Posted on March 31st, 2022

Grandmothered plans are the name commonly used for health insurance plans in the individual and small group markets that were issued after the Affordable Care Act (ACA) was signed into law (March 23, 2010) and before the so-called full implementation date of the law (January 1, 2014).

Grandmothered plans do not fully comply with all of the required provisions of the ACA; however, the federal government has issued several extensions allowing these plans to continue to exist. In a recent announcement, the Centers for Medicare & Medicaid Services (CMS) indicated grandmothered plans may continue to exist until they announce that these plans must comply with all relevant ACA provisions.

It should be noted that the continued extension of grandmothered plans is not a requirement. Each state has the right to determine if grandmothered plans may continue to exist, and if a state does grant the extension, each health insurance carrier operating in that state can determine if they will continue to offer grandmothered plans. Some states and health insurance carriers have discontinued grandmothered plans in prior years.

Some of the ACA rules that grandmothered plans are exempt from include the premium rating rules, guaranteed availability and renewability of coverage, and the requirement to cover all essential health benefits. Unless or until CMS announces that grandmothered plans must comply with these requirements, grandmothered plans will have an exemption from these provisions. Grandmothered plans will cease to exist if CMS ever discontinues their extension of availability.

Grandfathered plans, on the other hand, can continue to exist permanently.

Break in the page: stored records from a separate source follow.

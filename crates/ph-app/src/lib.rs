//! Shared application service layer for phlab.
//!
//! This crate sits between frontends and the calculation engine: it loads
//! constants and scenario files, dispatches a selected scenario to the
//! engine, and builds titration curves.

pub mod config;
pub mod curve;
pub mod error;
pub mod scenario;

// Re-export key types for convenience
pub use config::{DocumentFormat, constants_to_yaml, load_constants, load_scenarios};
pub use curve::{CurvePoint, MAX_CURVE_DROPS, capacity_breakpoint, titration_curve};
pub use error::{AppError, AppResult};
pub use scenario::{
    BUFFER_CONCENTRATION_FLOOR, NamedScenario, Reading, Scenario, ScenarioFile, evaluate,
    evaluate_all, floor_buffer_concentration, parse_species,
};
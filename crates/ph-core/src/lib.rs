//! ph-core: stable foundation for phlab.
//!
//! Contains:
//! - units (uom SI types + constructors for volumes, molarity, amounts)
//! - numeric (Real + tolerances + float helpers)
//! - constants (the injected chemical constants table)
//! - error (shared error types)

pub mod constants;
pub mod error;
pub mod numeric;
pub mod units;

// Re-exports: nice ergonomics for downstream crates
pub use constants::{AcidConstants, BaseConstants, BufferPkas, ChemConstants};
pub use error::{PhError, PhResult};
pub use numeric::*;
pub use units::*;
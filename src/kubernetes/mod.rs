// Copyright 2026, Jeroen van Erp <jeroen@geeko.me>
// SPDX-License-Identifier: Apache-2.0

//! Kubernetes watch plumbing for pods.

pub mod watch;

pub use watch::{PodCache, PodWatcher};
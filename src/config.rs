// Copyright 2026, Jeroen van Erp <jeroen@geeko.me>
// SPDX-License-Identifier: Apache-2.0
use crate::constants::{retry, DEFAULT_CONFIG_PATH, DEFAULT_WATCH_NAMESPACE};
use crate::error::{DavyJonesError, Result};
use crate::reconcilers::RetryPolicy;
use crate::types::taint::TaintEffect;
use serde::Deserialize;
use std::env;
use std::path::{Path, PathBuf};
use std::time::Duration;

/// Process settings loaded from environment variables
#[derive(Debug, Clone)]
pub struct Settings {
    /// Path of the YAML configuration file
    pub config_path: PathBuf,
    /// Namespace whose pods are watched
    pub namespace: String,
    /// Verbose logging for this crate when RUST_LOG is unset
    pub debug: bool,
}

impl Settings {
    /// Load settings from environment variables
    pub fn from_env() -> Self {
        let config_path = env::var("DAVYJONES_CONFIG")
            .map(PathBuf::from)
            .unwrap_or_else(|_| PathBuf::from(DEFAULT_CONFIG_PATH));
        let namespace =
            env::var("DAVYJONES_NAMESPACE").unwrap_or_else(|_| DEFAULT_WATCH_NAMESPACE.to_string());
        let debug: bool = env::var("DAVYJONES_DEBUG")
            .unwrap_or("false".to_string())
            .parse()
            .unwrap_or(false);

        Settings {
            config_path,
            namespace,
            debug,
        }
    }
}

/// A DaemonSet whose pods drive taint decisions
#[derive(Debug, Clone, PartialEq, Eq, Deserialize)]
pub struct DaemonSetRef {
    pub namespace: String,
    pub name: String,
}

/// Reserved for node filtering; parsed but not consulted by decisions
#[derive(Debug, Clone, PartialEq, Eq, Deserialize)]
pub struct NodeLabel {
    pub label: String,
    pub value: String,
}

/// How a pod update is turned into the wanted taint state of its node
#[derive(Debug, Clone, Copy, Default, PartialEq, Eq, Deserialize)]
#[serde(rename_all = "camelCase")]
pub enum DecisionMode {
    /// Taint while any watched pod on the node is unhealthy
    #[default]
    Aggregated,
    /// The latest pod update alone decides, last writer wins
    PerEvent,
}

#[derive(Debug, Clone, Default, PartialEq, Eq, Deserialize)]
#[serde(rename_all = "camelCase")]
pub enum RetryKind {
    #[default]
    None,
    Backoff,
}

#[derive(Debug, Clone, Default, PartialEq, Eq, Deserialize)]
#[serde(rename_all = "camelCase", default)]
pub struct RetryConfig {
    pub policy: RetryKind,
    pub max_attempts: Option<u32>,
    pub initial_interval_ms: Option<u64>,
    pub max_interval_ms: Option<u64>,
}

/// Controller configuration read from the YAML file.
/// Immutable once loaded; shared as `Arc<Config>`.
#[derive(Debug, Clone, Default, PartialEq, Eq, Deserialize)]
#[serde(rename_all = "camelCase", default)]
pub struct Config {
    #[serde(rename = "daemonSets", alias = "watchedDaemonSets", alias = "daemonsets")]
    pub watched_daemon_sets: Vec<DaemonSetRef>,
    #[serde(rename = "evict", alias = "evictOnTaint")]
    pub evict_on_taint: bool,
    #[serde(alias = "nodelabels")]
    pub node_labels: Vec<NodeLabel>,
    pub decision_mode: DecisionMode,
    pub retry: RetryConfig,
}

impl Config {
    /// Read and validate the configuration file
    pub fn from_file(path: &Path) -> Result<Self> {
        let raw = std::fs::read_to_string(path).map_err(|e| {
            DavyJonesError::ConfigError(format!("Failed to read {}: {}", path.display(), e))
        })?;
        Self::from_yaml(&raw)
    }

    pub fn from_yaml(raw: &str) -> Result<Self> {
        let config: Config = serde_yaml::from_str(raw)
            .map_err(|e| DavyJonesError::ConfigError(format!("Failed to parse YAML: {}", e)))?;
        config.validate()?;
        Ok(config)
    }

    fn validate(&self) -> Result<()> {
        for ds in &self.watched_daemon_sets {
            if ds.namespace.is_empty() || ds.name.is_empty() {
                return Err(DavyJonesError::ConfigError(format!(
                    "DaemonSet entry needs both namespace and name, got {:?}",
                    ds
                )));
            }
        }
        if self.retry.max_attempts == Some(0) {
            return Err(DavyJonesError::ConfigError(
                "retry.maxAttempts must be at least 1".to_string(),
            ));
        }
        Ok(())
    }

    /// The effect the taint carries under this configuration
    pub fn taint_effect(&self) -> TaintEffect {
        if self.evict_on_taint {
            TaintEffect::NoExecute
        } else {
            TaintEffect::NoSchedule
        }
    }

    pub fn retry_policy(&self) -> RetryPolicy {
        match self.retry.policy {
            RetryKind::None => RetryPolicy::None,
            RetryKind::Backoff => RetryPolicy::Backoff {
                max_attempts: self.retry.max_attempts.unwrap_or(retry::MAX_ATTEMPTS),
                initial_interval: Duration::from_millis(
                    self.retry
                        .initial_interval_ms
                        .unwrap_or(retry::INITIAL_INTERVAL_MS),
                ),
                max_interval: Duration::from_millis(
                    self.retry.max_interval_ms.unwrap_or(retry::MAX_INTERVAL_MS),
                ),
            },
        }
    }
}
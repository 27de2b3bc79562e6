// Copyright 2026, Jeroen van Erp <jeroen@geeko.me>
// SPDX-License-Identifier: Apache-2.0

//! Test utilities for mocking the Kubernetes node API.

use crate::constants::taint;
use http::{Request, Response};
use http_body_util::BodyExt;
use k8s_openapi::api::core::v1::{Node, NodeSpec, Taint};
use kube::api::ObjectMeta;
use kube::client::Body;
use kube::Client;
use std::collections::{HashMap, VecDeque};
use std::sync::{Arc, Mutex};
use std::task::{Context, Poll};
use tower::Service;

const NODES_PATH: &str = "/api/v1/nodes/";

/// A mock API server that keeps nodes in memory.
///
/// GET returns the stored node, PUT replaces it when the resourceVersion
/// matches (409 otherwise) and bumps the version. One-shot responses queued
/// with [`MockService::respond_once`] take precedence over the stored state.
#[derive(Clone, Default)]
pub struct MockService {
    state: Arc<Mutex<MockState>>,
}

#[derive(Default)]
struct MockState {
    nodes: HashMap<String, Node>,
    one_shot: HashMap<(String, String), VecDeque<(u16, String)>>,
    requests: Vec<(String, String)>,
}

impl MockService {
    pub fn new() -> Self {
        Self::default()
    }

    /// Store a node, assigning resourceVersion "1" if it has none
    pub fn with_node(self, mut node: Node) -> Self {
        let name = node.metadata.name.clone().unwrap_or_default();
        node.metadata
            .resource_version
            .get_or_insert_with(|| "1".to_string());
        self.state.lock().unwrap().nodes.insert(name, node);
        self
    }

    /// Answer the next request with this method and path with a fixed response
    pub fn respond_once(self, method: &str, path: &str, status: u16, body: &str) -> Self {
        self.state
            .lock()
            .unwrap()
            .one_shot
            .entry((method.to_string(), path.to_string()))
            .or_default()
            .push_back((status, body.to_string()));
        self
    }

    /// Build a kube Client from this mock service
    pub fn into_client(self) -> Client {
        Client::new(self, "default")
    }

    pub fn node(&self, name: &str) -> Option<Node> {
        self.state.lock().unwrap().nodes.get(name).cloned()
    }

    /// Number of requests seen with the given method
    pub fn count(&self, method: &str) -> usize {
        self.state
            .lock()
            .unwrap()
            .requests
            .iter()
            .filter(|(m, _)| m == method)
            .count()
    }
}

impl MockState {
    fn handle(&mut self, method: &str, path: &str, body: &[u8]) -> (u16, String) {
        self.requests.push((method.to_string(), path.to_string()));

        if let Some(queue) = self.one_shot.get_mut(&(method.to_string(), path.to_string())) {
            if let Some(resp) = queue.pop_front() {
                return resp;
            }
        }

        let Some(name) = path.strip_prefix(NODES_PATH) else {
            return (404, not_found_json("path", path));
        };

        match method {
            "GET" => match self.nodes.get(name) {
                Some(node) => (200, serde_json::to_string(node).unwrap()),
                None => (404, not_found_json("nodes", name)),
            },
            "PUT" => {
                let Some(stored) = self.nodes.get(name) else {
                    return (404, not_found_json("nodes", name));
                };
                let mut incoming: Node = serde_json::from_slice(body).unwrap();
                let current = stored.metadata.resource_version.clone().unwrap_or_default();
                if incoming.metadata.resource_version.as_deref() != Some(current.as_str()) {
                    return (409, conflict_json(name));
                }
                let next = current.parse::<u64>().unwrap_or(0) + 1;
                incoming.metadata.resource_version = Some(next.to_string());
                let out = serde_json::to_string(&incoming).unwrap();
                self.nodes.insert(name.to_string(), incoming);
                (200, out)
            }
            _ => (405, not_found_json("method", method)),
        }
    }
}

impl Service<Request<Body>> for MockService {
    type Response = Response<Body>;
    type Error = tower::BoxError;
    type Future = std::pin::Pin<
        Box<dyn std::future::Future<Output = Result<Self::Response, Self::Error>> + Send>,
    >;

    fn poll_ready(&mut self, _cx: &mut Context<'_>) -> Poll<Result<(), Self::Error>> {
        Poll::Ready(Ok(()))
    }

    fn call(&mut self, req: Request<Body>) -> Self::Future {
        let state = self.state.clone();

        Box::pin(async move {
            let method = req.method().to_string();
            let path = req.uri().path().to_string();
            let body = req.into_body().collect().await?.to_bytes();

            let (status, body) = state.lock().unwrap().handle(&method, &path, &body);

            Ok(Response::builder()
                .status(status)
                .header("content-type", "application/json")
                .body(Body::from(body.into_bytes()))
                .unwrap())
        })
    }
}

/// A node carrying the given taints
pub fn make_node(name: &str, taints: Vec<Taint>) -> Node {
    Node {
        metadata: ObjectMeta {
            name: Some(name.to_string()),
            ..Default::default()
        },
        spec: Some(NodeSpec {
            taints: if taints.is_empty() { None } else { Some(taints) },
            ..Default::default()
        }),
        ..Default::default()
    }
}

/// A taint this controller does not own
pub fn foreign_taint() -> Taint {
    Taint {
        key: "dedicated".to_string(),
        value: Some("gpu".to_string()),
        effect: "NoSchedule".to_string(),
        time_added: None,
    }
}

/// Taints on a node that carry the controller's key
pub fn markers(node: &Node) -> Vec<Taint> {
    node.spec
        .as_ref()
        .and_then(|s| s.taints.clone())
        .unwrap_or_default()
        .into_iter()
        .filter(|t| t.key == taint::KEY)
        .collect()
}

/// Create a 404 not found response
pub fn not_found_json(resource: &str, name: &str) -> String {
    serde_json::json!({
        "kind": "Status",
        "apiVersion": "v1",
        "status": "Failure",
        "message": format!("{} \"{}\" not found", resource, name),
        "reason": "NotFound",
        "code": 404
    })
    .to_string()
}

/// Create a 409 conflict response
pub fn conflict_json(name: &str) -> String {
    serde_json::json!({
        "kind": "Status",
        "apiVersion": "v1",
        "status": "Failure",
        "message": format!("Operation cannot be fulfilled on nodes \"{}\": the object has been modified", name),
        "reason": "Conflict",
        "code": 409
    })
    .to_string()
}

/// Create a 500 internal error response
pub fn internal_error_json() -> String {
    serde_json::json!({
        "kind": "Status",
        "apiVersion": "v1",
        "status": "Failure",
        "message": "etcdserver: request timed out",
        "reason": "InternalError",
        "code": 500
    })
    .to_string()
}
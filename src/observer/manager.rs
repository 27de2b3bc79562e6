// Copyright 2026, Jeroen van Erp <jeroen@geeko.me>
// SPDX-License-Identifier: Apache-2.0

//! Pod observer - turns pod notifications into node taint decisions.

use crate::config::{Config, DecisionMode};
use crate::constants::EVENT_CHANNEL_CAPACITY;
use crate::observer::tracker::UnhealthyTracker;
use crate::reconcilers::NodeTainter;
use crate::types::PodObservation;
use std::sync::Arc;
use tokio::sync::mpsc;
use tracing::{debug, error, info, instrument};

/// Pod notifications delivered by the watcher
#[derive(Debug, Clone)]
pub enum PodEvent {
    /// A pod was seen for the first time
    Added(PodObservation),
    /// A known pod changed
    Updated {
        old: PodObservation,
        new: PodObservation,
    },
    /// A pod went away
    Deleted(PodObservation),
}

/// Handle to send events to the PodObserver
#[derive(Clone)]
pub struct PodEventHandle {
    event_tx: mpsc::Sender<PodEvent>,
}

impl PodEventHandle {
    /// Queue an event, waiting while the channel is full.
    /// Returns false once the observer has stopped.
    pub async fn send(&self, event: PodEvent) -> bool {
        if let Err(e) = self.event_tx.send(event).await {
            error!("Failed to send event to PodObserver: {}", e);
            return false;
        }
        true
    }
}

/// Consumes pod events one at a time and applies the resulting decisions
/// before taking the next event.
pub struct PodObserver<T> {
    tainter: T,
    config: Arc<Config>,
    event_rx: mpsc::Receiver<PodEvent>,
    tracker: UnhealthyTracker,
}

impl<T: NodeTainter> PodObserver<T> {
    pub fn new(tainter: T, config: Arc<Config>) -> (Self, PodEventHandle) {
        let (event_tx, event_rx) = mpsc::channel(EVENT_CHANNEL_CAPACITY);

        let observer = Self {
            tainter,
            config,
            event_rx,
            tracker: UnhealthyTracker::new(),
        };

        let handle = PodEventHandle { event_tx };
        (observer, handle)
    }

    pub async fn run(mut self) -> anyhow::Result<()> {
        info!(
            "PodObserver started, watching {} daemonsets in {:?} mode",
            self.config.watched_daemon_sets.len(),
            self.config.decision_mode
        );

        while let Some(event) = self.event_rx.recv().await {
            self.handle_event(event).await;
        }

        info!("Pod event stream closed, PodObserver stopping");
        Ok(())
    }

    /// Handle one notification. Returns the number of taint decisions issued.
    pub async fn handle_event(&mut self, event: PodEvent) -> usize {
        match event {
            PodEvent::Added(pod) => {
                info!(pod = %pod.name, namespace = %pod.namespace, "New pod detected");
                self.seed_tracker(&pod);
                0
            }
            PodEvent::Deleted(pod) => {
                info!(pod = %pod.name, namespace = %pod.namespace, "Pod has been deleted");
                if self.config.decision_mode == DecisionMode::Aggregated {
                    self.tracker.forget(&pod.key());
                }
                0
            }
            PodEvent::Updated { old, new } => self.handle_update(&old, &new).await,
        }
    }

    #[instrument(skip_all, fields(pod = %new.name, namespace = %new.namespace))]
    async fn handle_update(&mut self, old: &PodObservation, new: &PodObservation) -> usize {
        if old.phase != new.phase {
            info!(
                old_phase = %old.phase,
                new_phase = %new.phase,
                node = new.node().unwrap_or_default(),
                "Pod has changed status phase"
            );
        } else {
            debug!(phase = %new.phase, "Pod updated");
        }

        let config = Arc::clone(&self.config);
        let mut decisions = 0;

        for ds in config
            .watched_daemon_sets
            .iter()
            .filter(|ds| ds.namespace == new.namespace)
        {
            for owner in new.daemonset_owners(&ds.name) {
                debug!(daemonset = %owner.name, "Pod belongs to a watched daemonset");

                let Some(node) = new.node() else {
                    debug!("Pod has no node assigned, nothing to taint");
                    continue;
                };

                let want_taint = self.wanted_taint(new, node);
                self.issue(new, node, want_taint).await;
                decisions += 1;
            }
        }

        decisions
    }

    /// Record the health of a newly seen watched pod without deciding anything,
    /// so pods already unhealthy at startup keep their node tainted.
    fn seed_tracker(&mut self, pod: &PodObservation) {
        if self.config.decision_mode != DecisionMode::Aggregated || !self.is_watched(pod) {
            return;
        }
        if let Some(node) = pod.node() {
            debug!(pod = %pod.name, node, phase = %pod.phase, "Tracking pod health");
            self.tracker.record(&pod.key(), node, pod.phase.is_running());
        }
    }

    fn is_watched(&self, pod: &PodObservation) -> bool {
        self.config
            .watched_daemon_sets
            .iter()
            .filter(|ds| ds.namespace == pod.namespace)
            .any(|ds| pod.daemonset_owners(&ds.name).next().is_some())
    }

    fn wanted_taint(&mut self, pod: &PodObservation, node: &str) -> bool {
        let healthy = pod.phase.is_running();
        match self.config.decision_mode {
            DecisionMode::PerEvent => !healthy,
            DecisionMode::Aggregated => {
                self.tracker.record(&pod.key(), node, healthy);
                self.tracker.is_unhealthy(node)
            }
        }
    }

    async fn issue(&self, pod: &PodObservation, node: &str, want_taint: bool) {
        if want_taint {
            debug!(node, phase = %pod.phase, "Tainting node");
        } else {
            debug!(node, phase = %pod.phase, "Ensuring node is not tainted");
        }

        if let Err(e) = self.tainter.set_node_taint(node, want_taint).await {
            error!(
                pod = %pod.name,
                node,
                phase = %pod.phase,
                kind = ?e.kind(),
                error = %e,
                "Unable to change node taint"
            );
        }
    }
}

Grandfathered plans are the name used to describe health insurance plans that were in force on or before March 23, 2010. Grandfathered plans are subject to limited changes that can be made each year to the plan design (such as minor cost-sharing changes). Due to the limited changes that can be made to a grandfathered plan, fewer and fewer of them exist each year. Grandfathered plans are exempt from certain ACA provisions, such as the requirement to cover preventive care without any cost-sharing, expanded appeals processes, and external reviews.